Return every line in the entries below where the word "warn" shows up.

* * * *

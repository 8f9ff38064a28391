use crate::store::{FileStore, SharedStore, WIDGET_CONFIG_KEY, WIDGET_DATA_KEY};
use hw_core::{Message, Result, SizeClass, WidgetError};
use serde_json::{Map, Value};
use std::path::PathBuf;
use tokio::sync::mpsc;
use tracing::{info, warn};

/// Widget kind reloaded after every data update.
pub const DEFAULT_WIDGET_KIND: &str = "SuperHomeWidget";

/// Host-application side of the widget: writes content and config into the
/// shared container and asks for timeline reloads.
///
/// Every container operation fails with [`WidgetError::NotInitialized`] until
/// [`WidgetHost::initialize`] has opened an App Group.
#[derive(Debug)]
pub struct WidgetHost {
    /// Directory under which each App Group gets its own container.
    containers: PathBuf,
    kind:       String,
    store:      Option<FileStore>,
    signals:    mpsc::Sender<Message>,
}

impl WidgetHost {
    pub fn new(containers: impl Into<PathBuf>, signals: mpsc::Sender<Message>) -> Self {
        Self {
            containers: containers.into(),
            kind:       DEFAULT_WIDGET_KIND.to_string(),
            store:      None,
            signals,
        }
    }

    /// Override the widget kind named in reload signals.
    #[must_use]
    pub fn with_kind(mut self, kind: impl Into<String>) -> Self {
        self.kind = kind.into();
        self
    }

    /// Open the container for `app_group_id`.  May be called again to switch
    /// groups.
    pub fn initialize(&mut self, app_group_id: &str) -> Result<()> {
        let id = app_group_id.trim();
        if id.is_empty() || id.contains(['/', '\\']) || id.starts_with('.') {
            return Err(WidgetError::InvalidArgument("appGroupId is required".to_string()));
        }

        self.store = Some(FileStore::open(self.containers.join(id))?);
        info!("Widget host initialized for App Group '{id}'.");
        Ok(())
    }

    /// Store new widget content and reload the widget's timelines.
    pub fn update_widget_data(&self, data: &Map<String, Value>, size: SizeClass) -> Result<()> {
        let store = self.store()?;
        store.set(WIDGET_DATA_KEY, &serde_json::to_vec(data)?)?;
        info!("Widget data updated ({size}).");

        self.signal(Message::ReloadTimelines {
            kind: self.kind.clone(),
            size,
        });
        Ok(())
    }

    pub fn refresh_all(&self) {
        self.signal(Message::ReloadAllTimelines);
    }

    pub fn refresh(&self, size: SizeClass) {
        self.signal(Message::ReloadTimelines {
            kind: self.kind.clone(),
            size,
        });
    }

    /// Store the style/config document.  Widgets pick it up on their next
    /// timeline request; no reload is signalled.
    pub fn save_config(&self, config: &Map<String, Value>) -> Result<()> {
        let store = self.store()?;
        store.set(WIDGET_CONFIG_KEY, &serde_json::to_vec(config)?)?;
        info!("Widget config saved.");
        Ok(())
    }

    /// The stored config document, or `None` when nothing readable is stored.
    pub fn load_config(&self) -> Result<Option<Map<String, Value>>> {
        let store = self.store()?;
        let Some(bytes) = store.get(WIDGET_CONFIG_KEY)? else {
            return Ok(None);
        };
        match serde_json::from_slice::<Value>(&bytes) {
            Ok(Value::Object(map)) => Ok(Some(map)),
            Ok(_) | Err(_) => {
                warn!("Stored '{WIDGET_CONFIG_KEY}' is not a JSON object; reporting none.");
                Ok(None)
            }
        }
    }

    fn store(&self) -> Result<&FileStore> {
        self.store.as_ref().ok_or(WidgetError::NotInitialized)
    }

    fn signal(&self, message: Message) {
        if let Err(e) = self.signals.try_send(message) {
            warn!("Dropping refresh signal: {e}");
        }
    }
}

* * * *

• Written answer
use tracing::{info, warn};
                warn!("Stored '{WIDGET_CONFIG_KEY}' is not a JSON object; reporting none.");
            warn!("Dropping refresh signal: {e}");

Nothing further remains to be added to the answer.